¿Por qué es tan importante el estímulo según la Biblia?

Pregunta: "¿Por qué es tan importante el estímulo según la Biblia?"

Responder:

"Pero anímense unos a otros diariamente, siempre y cuando se llame Hoy, para que ninguno de ustedes pueda ser endurecido por el engaño del pecado", nos dice Hebreos 3:13. Primero Tesalonicenses 5:11 dice: "Por lo tanto, anímense unos a otros y edifíquense unos a otros, así como en realidad lo están haciendo". A lo largo de la Biblia, vemos instrucciones para alentarnos unos a otros y versículos destinados a alentarnos. ¿Por qué se enfatiza el aliento en la Biblia? Principalmente porque el estímulo es necesario para nuestro caminar de fe.

Jesús le dijo a sus seguidores: “En este mundo tendrás problemas. ¡Pero anímate! Yo he vencido al mundo ”(Juan 16: 33b). Jesús no tuvo miedo de decirle a sus seguidores acerca de los problemas que enfrentarían. De hecho, Él les dijo que el mundo los odiaría (Juan 15: 18-21; véase también Mateo 10: 22-23 y 2 Corintios 2: 15-16). Pero el sombrío pronóstico de Jesús fue moderado con alegría; Siguió su predicción de problemas con una brillante palabra de aliento: ha vencido al mundo. Jesús es mayor que cualquier problema que enfrentemos.
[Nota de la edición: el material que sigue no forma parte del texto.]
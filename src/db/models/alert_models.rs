use chrono::{DateTime, Utc};
use serde::{Deserialize, Serialize};
use std::fmt::{Display, Formatter};
use uuid::Uuid;

/// Alert generated by detection logic
#[derive(Debug, Clone, Serialize, Deserialize, sqlx::FromRow)]
pub struct Alert {
    pub id: Uuid,
    pub alert_type: AlertType,
    pub severity: AlertSeverity,
    pub site_id: Uuid,
    pub guard_id: Option<Uuid>,
    pub message: String,
    pub acknowledged: bool,
    pub acknowledged_by: Option<Uuid>,
    pub acknowledged_at: Option<DateTime<Utc>>,
    pub created_at: DateTime<Utc>,
}

impl Alert {
    /// Build an unacknowledged alert stamped with the current time
    pub fn new(
        alert_type: AlertType,
        severity: AlertSeverity,
        site_id: Uuid,
        guard_id: Option<Uuid>,
        message: impl Into<String>,
    ) -> Self {
        Self {
            id: Uuid::new_v4(),
            alert_type,
            severity,
            site_id,
            guard_id,
            message: message.into(),
            acknowledged: false,
            acknowledged_by: None,
            acknowledged_at: None,
            created_at: Utc::now(),
        }
    }
}

#[derive(Debug, Clone, Copy, Serialize, Deserialize, sqlx::Type, PartialEq, Eq, Hash)]
#[sqlx(type_name = "alert_type", rename_all = "snake_case")]
#[serde(rename_all = "snake_case")]
pub enum AlertType {
    CheckpointOverdue,
    CheckpointDueSoon,
    GeofenceExit,
    Panic,
}

impl AlertType {
    pub fn title(&self) -> &'static str {
        match self {
            Self::CheckpointOverdue => "Checkpoint overdue",
            Self::CheckpointDueSoon => "Checkpoint due soon",
            Self::GeofenceExit => "Guard left site geofence",
            Self::Panic => "PANIC alert",
        }
    }
}

/// Alert severity, ordered from least to most severe
#[derive(
    Debug, Clone, Copy, Serialize, Deserialize, sqlx::Type, PartialEq, Eq, PartialOrd, Ord, Hash,
)]
#[sqlx(type_name = "alert_severity", rename_all = "lowercase")]
#[serde(rename_all = "lowercase")]
pub enum AlertSeverity {
    Low,
    Medium,
    High,
    Critical,
}

impl AlertSeverity {
    /// Only high and critical alerts leave the system as notifications
    pub fn requires_dispatch(&self) -> bool {
        *self >= AlertSeverity::High
    }

    pub fn label(&self) -> &'static str {
        match self {
            Self::Low => "LOW",
            Self::Medium => "MEDIUM",
            Self::High => "HIGH",
            Self::Critical => "CRITICAL",
        }
    }
}

impl Display for AlertSeverity {
    fn fmt(&self, f: &mut Formatter<'_>) -> std::fmt::Result {
        write!(f, "{}", self.label().to_lowercase())
    }
}

/// Alert list filter
#[derive(Debug, Clone, Default, Deserialize)]
pub struct AlertQuery {
    pub site_id: Option<Uuid>,
    #[serde(default)]
    pub unacknowledged: bool,
    pub limit: Option<i64>,
}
Sin aliento, las dificultades se vuelven sin sentido, y nuestra voluntad de continuar se desvanece. El profeta Elías luchó con el desaliento (1 Reyes 19: 3-10), y nosotros también. Es importante recordar que “nuestra lucha no es contra la carne y la sangre, sino contra. . . los poderes de este mundo oscuro y contra las fuerzas espirituales del mal en los reinos celestiales ”(Efesios 6:12). Esta verdad hace que el estímulo sea aún más importante. No es solo que enfrentamos el desagrado del mundo; Estamos atrapados en la mira de una batalla espiritual. Cuando nos animan en Cristo, tenemos la fuerza para ponernos nuestra armadura espiritual y permanecer firmes (vea Efesios 6: 10-18).

Incluso en lugares donde los cristianos no experimentan una persecución manifiesta u odio, todos sabemos que la vida puede ser difícil. El desaliento no es una experiencia humana infrecuente. A veces, reconocer que hay un significado en las cosas aparentemente intrascendentes que hacemos parece casi imposible. Podemos querer rendirnos. Sin embargo, el que nos llama es fiel, y también nos da el poder de ser fieles (1 Corintios 1: 9).

Un hombre de la iglesia primitiva llamado José recibió el apodo de "Bernabé", que significa "Hijo de aliento" (Hechos 4:36). ¡Qué bendición fue Bernabé para los creyentes de su época! A través del estímulo de Bernabé, el apóstol Pablo fue aceptado por primera vez por la iglesia en Jerusalén (Hechos 9:27). A través del estímulo de Bernabé, a Marcos se le dio una segunda oportunidad después de un fracaso abyecto (Hechos 13:13; 15:39).

El estímulo hace que sea más fácil vivir en un mundo caído de una manera santa. El estímulo hace que sea más fácil amar como lo amó Jesús (vea Juan 13: 34-35). El estímulo da esperanza (Romanos 15: 4). El estímulo nos ayuda a través de los tiempos de disciplina y prueba (Hebreos 12: 5). El estímulo nutre la paciencia y la bondad (ver 1 Corintios 13: 4-7 y Gálatas 5: 22-26). El estímulo hace que sea más fácil sacrificar nuestros propios deseos para el avance del reino de Dios. En resumen, el estímulo hace que sea más fácil vivir la vida cristiana.

Sin ánimo, la vida pronto se sentiría inútil y pesada. Sin ánimo, podemos sentirnos abrumados por los verdaderos dolores de nuestras vidas. Sin aliento, nos sentimos no amados. Sin ánimo, empezamos a pensar que Dios es un mentiroso o que no se preocupa por nuestro bienestar. Entonces, la Biblia nos dice que nos animemos unos a otros, que nos recordemos la verdad de que Dios nos ama, que Dios nos equipa, que somos atesorados, que nuestras luchas valen la pena.

El estímulo de la Biblia nos da la voluntad de continuar. Es un vistazo a la imagen más grande. Puede prevenir el agotamiento. Puede salvarnos de creer mentiras ("engaño del pecado"). El estímulo nos ayuda a experimentar una vida abundante (véase Juan 10:10).

Proverbios 16:24 dice: "Las palabras agradables son un panal de miel, dulce para el alma y sanadora para los huesos". La Palabra de Dios está llena de aliento. Palabras agradables, por cierto.